研究実績の概要 |
2022年度は、アメリカのジャズ文学作品の研究を進めた。その成果の一部を論文とし、"African American Migration Narratives of the Harlem Renaissance: Jazz as Symbol of Racial Uplift, 'Low-down' Migrants, and Black Feminism" というタイトルで、アメリカ学会の学会誌であるThe Japanese Journal of American Studiesに投稿した。本論文では、1920年代のハーレム・ルネサンス期におけるアフリカ系アメリカ人知識人や作家たち(Alain Locke, Langston Hughes, Sterling Brown, Nella Larsen, Zora Neale Hurston)が、それぞれに異なる階級およびジェンダーの意識とともにジャズを描き出していることを論じた。

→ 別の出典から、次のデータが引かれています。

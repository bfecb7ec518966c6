//! MySQL connections built on `sqlx`.
//!
//! Every query goes through the text protocol (`raw_sql`), so each value
//! arrives in the server's canonical string form regardless of column type.
//! That is the form rows are compared and rendered in.

use futures::TryStreamExt;
use sqlx::mysql::{MySqlConnectOptions, MySqlRow};
use sqlx::{ConnectOptions, Row};
use tracing::debug;

use crate::config::ConnectionParams;
use crate::dialect::{MySqlDialect, SqlDialect};
use crate::error::{Result, Side, SyncError};
use crate::row::Value;
use crate::schema::{Column, IndexEntry, Table};

use super::{Connector, RowSource, SchemaProvider};

/// Opens [`MySqlClient`] connections.
#[derive(Debug, Clone, Copy, Default)]
pub struct MySqlConnector;

impl MySqlConnector {
    /// Creates a new connector.
    #[must_use]
    pub const fn new() -> Self {
        Self
    }
}

impl Connector for MySqlConnector {
    type Connection = MySqlClient;

    async fn connect(&self, side: Side, params: &ConnectionParams) -> Result<MySqlClient> {
        debug!(%side, server = %params, "Connecting");
        let options = MySqlConnectOptions::new()
            .host(&params.host)
            .port(params.port)
            .username(&params.username)
            .password(&params.password)
            .database(&params.schema)
            .charset("utf8mb4")
            .timezone(None::<String>)
            .disable_statement_logging();

        let conn = options
            .connect()
            .await
            .map_err(|source| SyncError::Connection { side, source })?;

        Ok(MySqlClient {
            conn,
            schema: params.schema.clone(),
            dialect: MySqlDialect::new(),
        })
    }
}

/// One MySQL connection, owned by a single worker.
pub struct MySqlClient {
    conn: sqlx::MySqlConnection,
    schema: String,
    dialect: MySqlDialect,
}

impl MySqlClient {
    async fn fetch_all(&mut self, sql: &str) -> std::result::Result<Vec<MySqlRow>, sqlx::Error> {
        debug!(sql, "Executing SQL");
        sqlx::raw_sql(sql)
            .fetch(&mut self.conn)
            .try_collect::<Vec<_>>()
            .await
    }

    async fn fetch_table(&mut self, table: &str, sql: &str) -> Result<Vec<MySqlRow>> {
        self.fetch_all(sql)
            .await
            .map_err(|e| SyncError::introspection(table, e))
    }

    fn literal(&self, text: &str) -> String {
        format!("'{}'", self.dialect.escape_string(text))
    }
}

fn text_at<I>(row: &MySqlRow, index: I) -> std::result::Result<Option<String>, sqlx::Error>
where
    I: sqlx::ColumnIndex<MySqlRow>,
{
    let bytes: Option<Vec<u8>> = row.try_get_unchecked(index)?;
    Ok(bytes.map(|b| String::from_utf8_lossy(&b).into_owned()))
}

fn column_from_row(row: &MySqlRow) -> std::result::Result<Column, sqlx::Error> {
    let mut column = Column::new(
        text_at(row, "Field")?.unwrap_or_default(),
        text_at(row, "Type")?.unwrap_or_default(),
    )
    .extra(text_at(row, "Extra")?.unwrap_or_default())
    .comment(text_at(row, "Comment")?.unwrap_or_default());
    column.collation = text_at(row, "Collation")?;
    column.nullable = text_at(row, "Null")?.as_deref() == Some("YES");
    column.key = text_at(row, "Key")?.unwrap_or_default();
    column.default = text_at(row, "Default")?;
    Ok(column)
}

fn index_entry_from_row(row: &MySqlRow) -> std::result::Result<IndexEntry, sqlx::Error> {
    let number = |name: &str| -> std::result::Result<Option<u64>, sqlx::Error> {
        Ok(text_at(row, name)?.and_then(|s| s.trim().parse().ok()))
    };
    Ok(IndexEntry {
        key_name: text_at(row, "Key_name")?.unwrap_or_default(),
        column_name: text_at(row, "Column_name")?.unwrap_or_default(),
        non_unique: number("Non_unique")?.unwrap_or(1) != 0,
        seq_in_index: number("Seq_in_index")?
            .and_then(|n| u32::try_from(n).ok())
            .unwrap_or(0),
        sub_part: number("Sub_part")?.and_then(|n| u32::try_from(n).ok()),
        index_type: text_at(row, "Index_type")?.unwrap_or_default(),
        index_comment: text_at(row, "Index_comment")?.unwrap_or_default(),
        cardinality: number("Cardinality")?,
    })
}

impl SchemaProvider for MySqlClient {
    async fn list_tables(&mut self) -> Result<Vec<String>> {
        debug!(schema = %self.schema, "Listing tables");
        let sql = format!(
            "SELECT TABLE_NAME FROM information_schema.TABLES \
             WHERE TABLE_SCHEMA = {} AND TABLE_TYPE = 'BASE TABLE' ORDER BY TABLE_NAME",
            self.literal(&self.schema)
        );
        let schema = self.schema.clone();
        let rows = self.fetch_table(&schema, &sql).await?;
        rows.iter()
            .map(|row| {
                text_at(row, 0usize)
                    .map(Option::unwrap_or_default)
                    .map_err(|e| SyncError::introspection(&schema, e))
            })
            .collect()
    }

    async fn describe_table(&mut self, name: &str) -> Result<Table> {
        let quoted = self.dialect.quote_identifier(name);

        let status_sql = format!("SHOW TABLE STATUS WHERE Name = {}", self.literal(name));
        let status = self.fetch_table(name, &status_sql).await?;
        let Some(status) = status.first() else {
            return Err(SyncError::introspection(name, sqlx::Error::RowNotFound));
        };
        let read = |e| SyncError::introspection(name, e);
        let mut table = Table::new(name)
            .engine(text_at(status, "Engine").map_err(read)?.unwrap_or_default())
            .comment(text_at(status, "Comment").map_err(read)?.unwrap_or_default());
        table.rows = text_at(status, "Rows")
            .map_err(read)?
            .and_then(|s| s.parse().ok())
            .unwrap_or(0);

        let columns = self
            .fetch_table(name, &format!("SHOW FULL COLUMNS FROM {quoted}"))
            .await?;
        for row in &columns {
            table.columns.push(column_from_row(row).map_err(read)?);
        }

        let indexes = self
            .fetch_table(name, &format!("SHOW INDEX FROM {quoted}"))
            .await?;
        for row in &indexes {
            table.push_index_entry(index_entry_from_row(row).map_err(read)?);
        }

        Ok(table)
    }

    async fn show_create_table(&mut self, name: &str) -> Result<String> {
        let sql = format!("SHOW CREATE TABLE {}", self.dialect.quote_identifier(name));
        let rows = self.fetch_table(name, &sql).await?;
        let row = rows
            .first()
            .ok_or_else(|| SyncError::introspection(name, sqlx::Error::RowNotFound))?;
        let definition = text_at(row, 1usize)
            .map_err(|e| SyncError::introspection(name, e))?
            .unwrap_or_default();
        Ok(definition.replace('\n', ""))
    }

    async fn server_version(&mut self) -> Result<String> {
        let rows = self.fetch_all("SELECT VERSION()").await?;
        Ok(rows
            .first()
            .map(|row| text_at(row, 0usize))
            .transpose()?
            .flatten()
            .unwrap_or_default())
    }
}

impl RowSource for MySqlClient {
    async fn scan_rows<F>(&mut self, table: &str, fields: &[String], mut visit: F) -> Result<()>
    where
        F: FnMut(Vec<Value>) -> Result<()> + Send,
    {
        if fields.is_empty() {
            return Ok(());
        }
        let columns: Vec<String> = fields
            .iter()
            .map(|f| self.dialect.quote_identifier(f))
            .collect();
        let sql = format!(
            "SELECT {} FROM {}",
            columns.join(","),
            self.dialect.quote_identifier(table)
        );
        debug!(sql, "Streaming rows");

        let mut rows = sqlx::raw_sql(&sql).fetch(&mut self.conn);
        while let Some(row) = rows
            .try_next()
            .await
            .map_err(|e| SyncError::introspection(table, e))?
        {
            let values = (0..row.len())
                .map(|i| {
                    row.try_get_unchecked::<Option<Vec<u8>>, _>(i)
                        .map(Value::from_bytes)
                })
                .collect::<std::result::Result<Vec<_>, _>>()
                .map_err(|e| SyncError::introspection(table, e))?;
            visit(values)?;
        }
        Ok(())
    }
}
//! Row reconciler.
//!
//! Produces the DML that makes the target's rows equal to the source's. Rows
//! are matched by primary key: the source side is read into memory first, then
//! the target is streamed once against it. Tables whose rows cannot be matched
//! (no primary key, a primary key that changed, or a table that does not exist
//! on the target yet) are dumped in full instead.

use std::collections::hash_map::Entry;
use std::collections::HashMap;
use std::sync::Arc;

use tracing::debug;

use crate::dialect::SqlDialect;
use crate::error::Result;
use crate::provider::RowSource;
use crate::row::{IdentityKey, Projection, Row, Value};
use crate::schema::Table;

/// Row statements for one table, in emission order.
#[derive(Debug, Clone, Default, PartialEq, Eq)]
pub struct RowChanges {
    /// `TRUNCATE TABLE` preceding a full dump.
    pub truncate: Option<String>,
    /// `DELETE` statements for target-only rows.
    pub delete: Vec<String>,
    /// `UPDATE` statements for rows whose fields differ.
    pub update: Vec<String>,
    /// One multi-row `INSERT` for source-only rows.
    pub insert: Option<String>,
}

impl RowChanges {
    /// Returns true if the rows already match.
    #[must_use]
    pub fn is_empty(&self) -> bool {
        self.truncate.is_none()
            && self.delete.is_empty()
            && self.update.is_empty()
            && self.insert.is_none()
    }
}

/// Compares table contents.
#[derive(Debug, Clone, Default)]
pub struct RowReconciler<D: SqlDialect> {
    dialect: D,
}

impl<D: SqlDialect> RowReconciler<D> {
    /// Creates a reconciler emitting SQL in `dialect`.
    #[must_use]
    pub const fn new(dialect: D) -> Self {
        Self { dialect }
    }

    /// Copies every source row, optionally emptying the target table first.
    ///
    /// Rows are rendered with every column in source order. No `INSERT` is
    /// produced when the source table is empty.
    ///
    /// # Errors
    ///
    /// Fails when the source read fails.
    pub async fn dump<S: RowSource>(
        &self,
        source: &mut S,
        table: &Table,
        truncate: bool,
    ) -> Result<RowChanges> {
        let fields = table.field_names();
        let mut rows = Vec::new();
        source
            .scan_rows(&table.name, &fields, |values| {
                rows.push(values);
                Ok(())
            })
            .await?;
        debug!(table = %table.name, rows = rows.len(), truncate, "Dumping table");

        Ok(RowChanges {
            truncate: truncate.then(|| self.dialect.truncate_table_sql(&table.name)),
            insert: (!rows.is_empty()).then(|| self.dialect.insert_sql(&table.name, None, &rows)),
            ..RowChanges::default()
        })
    }

    /// Compares the rows of a table present on both sides.
    ///
    /// `source_table` and `target_table` are the definitions the reads are
    /// projected from. Keyless tables are compared as multisets and dumped
    /// when they differ.
    ///
    /// # Errors
    ///
    /// Fails when either read fails.
    pub async fn reconcile<S: RowSource, T: RowSource>(
        &self,
        source: &mut S,
        source_table: &Table,
        target: &mut T,
        target_table: &Table,
    ) -> Result<RowChanges> {
        if source_table.primary_key.is_empty() {
            return self.reconcile_keyless(source, source_table, target, target_table).await;
        }

        let name = source_table.name.as_str();
        let key_fields = &source_table.primary_key;
        let (source_fields, target_fields) = projections(source_table, target_table);
        let source_projection = Arc::new(Projection::new(source_fields));
        let target_projection = Arc::new(Projection::new(target_fields));

        // Source rows by identity key, kept in read order.
        let mut positions: HashMap<IdentityKey, usize> = HashMap::new();
        let mut pending: Vec<Option<Row>> = Vec::new();
        source
            .scan_rows(name, source_projection.fields(), |values| {
                let row = Row::new(Arc::clone(&source_projection), values, key_fields);
                match positions.entry(row.key().clone()) {
                    Entry::Occupied(slot) => pending[*slot.get()] = Some(row),
                    Entry::Vacant(slot) => {
                        slot.insert(pending.len());
                        pending.push(Some(row));
                    }
                }
                Ok(())
            })
            .await?;
        let source_rows = pending.len();

        let mut changes = RowChanges::default();
        target
            .scan_rows(name, target_projection.fields(), |values| {
                let row = Row::new(Arc::clone(&target_projection), values, key_fields);
                let key = key_condition(key_fields, row.key());
                let Some(i) = positions.remove(row.key()) else {
                    changes.delete.push(self.dialect.delete_sql(name, &key));
                    return Ok(());
                };
                if let Some(wanted) = pending[i].take() {
                    let set: Vec<(&str, &Value)> = wanted
                        .projection()
                        .fields()
                        .iter()
                        .zip(wanted.values())
                        .filter(|(field, value)| row.get(field) != *value)
                        .map(|(field, value)| (field.as_str(), value))
                        .collect();
                    if !set.is_empty() {
                        changes.update.push(self.dialect.update_sql(name, &set, &key));
                    }
                }
                Ok(())
            })
            .await?;

        let inserts: Vec<Vec<Value>> = pending.into_iter().flatten().map(Row::into_values).collect();
        if !inserts.is_empty() {
            changes.insert = Some(self.dialect.insert_sql(
                name,
                Some(source_projection.fields()),
                &inserts,
            ));
        }

        debug!(
            table = name,
            source_rows,
            deletes = changes.delete.len(),
            updates = changes.update.len(),
            inserts = inserts.len(),
            "Reconciled rows"
        );
        Ok(changes)
    }

    async fn reconcile_keyless<S: RowSource, T: RowSource>(
        &self,
        source: &mut S,
        source_table: &Table,
        target: &mut T,
        target_table: &Table,
    ) -> Result<RowChanges> {
        let name = source_table.name.as_str();
        let fields = source_table.field_names();

        let mut rows: Vec<Vec<Value>> = Vec::new();
        source
            .scan_rows(name, &fields, |values| {
                rows.push(values);
                Ok(())
            })
            .await?;

        // Rows can only match when both sides project the same columns.
        let mut differs = fields != target_table.field_names();
        if !differs {
            let mut counts: HashMap<&[Value], i64> = HashMap::new();
            for row in &rows {
                *counts.entry(row.as_slice()).or_default() += 1;
            }
            target
                .scan_rows(name, &fields, |values| {
                    let Some(count) = counts.get_mut(values.as_slice()) else {
                        differs = true;
                        return Ok(());
                    };
                    *count -= 1;
                    Ok(())
                })
                .await?;
            differs |= counts.values().any(|&count| count != 0);
        }

        debug!(table = name, rows = rows.len(), differs, "Compared keyless table");
        if !differs {
            return Ok(RowChanges::default());
        }
        Ok(RowChanges {
            truncate: Some(self.dialect.truncate_table_sql(name)),
            insert: (!rows.is_empty()).then(|| self.dialect.insert_sql(name, None, &rows)),
            ..RowChanges::default()
        })
    }
}

/// Field lists for the source and target reads.
///
/// When the column lists differ, the source reads every field sorted by name
/// and the target reads the sorted fields both sides share.
fn projections(source: &Table, target: &Table) -> (Vec<String>, Vec<String>) {
    let source_fields = source.field_names();
    let target_fields = target.field_names();
    if source_fields == target_fields {
        return (source_fields, target_fields);
    }

    let mut shared: Vec<String> = target_fields
        .into_iter()
        .filter(|f| source.has_column(f))
        .collect();
    shared.sort();
    let mut all = source_fields;
    all.sort();
    (all, shared)
}

fn key_condition<'a>(fields: &'a [String], key: &'a IdentityKey) -> Vec<(&'a str, &'a Value)> {
    fields.iter().map(String::as_str).zip(key.iter()).collect()
}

『「いま」を考えるアメリカ史』では、ポピュラー・ミュージック歌手であるテイラー・スウィフトについて、メディアおよびフェミニズムの観点から分析する章を執筆する機会をいただいた。章を執筆することで、ジャズとフェミニズムの問題についてより深く考える機会を得ることができた。
学会誌への論文投稿に加え、2022年度は文芸誌『文學界』11月号に「ジャズとアフリカ系アメリカ人文学」という論考を掲載していただいた。本論考では、1920年代から50年代までのアフリカ系アメリカ人によるジャズ文学の系譜をまとめるとともに、黒人女性作家によるジャズ文学の特色についても紹介した。さらに『文學界』では、ジャズ歌手のビリー・ホリデイが登場する短篇、ジュエル・ゴメスによる「ドント・エクスプレイン」(岸本佐知子さんによるご翻訳)の作品解説を執筆する機会もいただいた。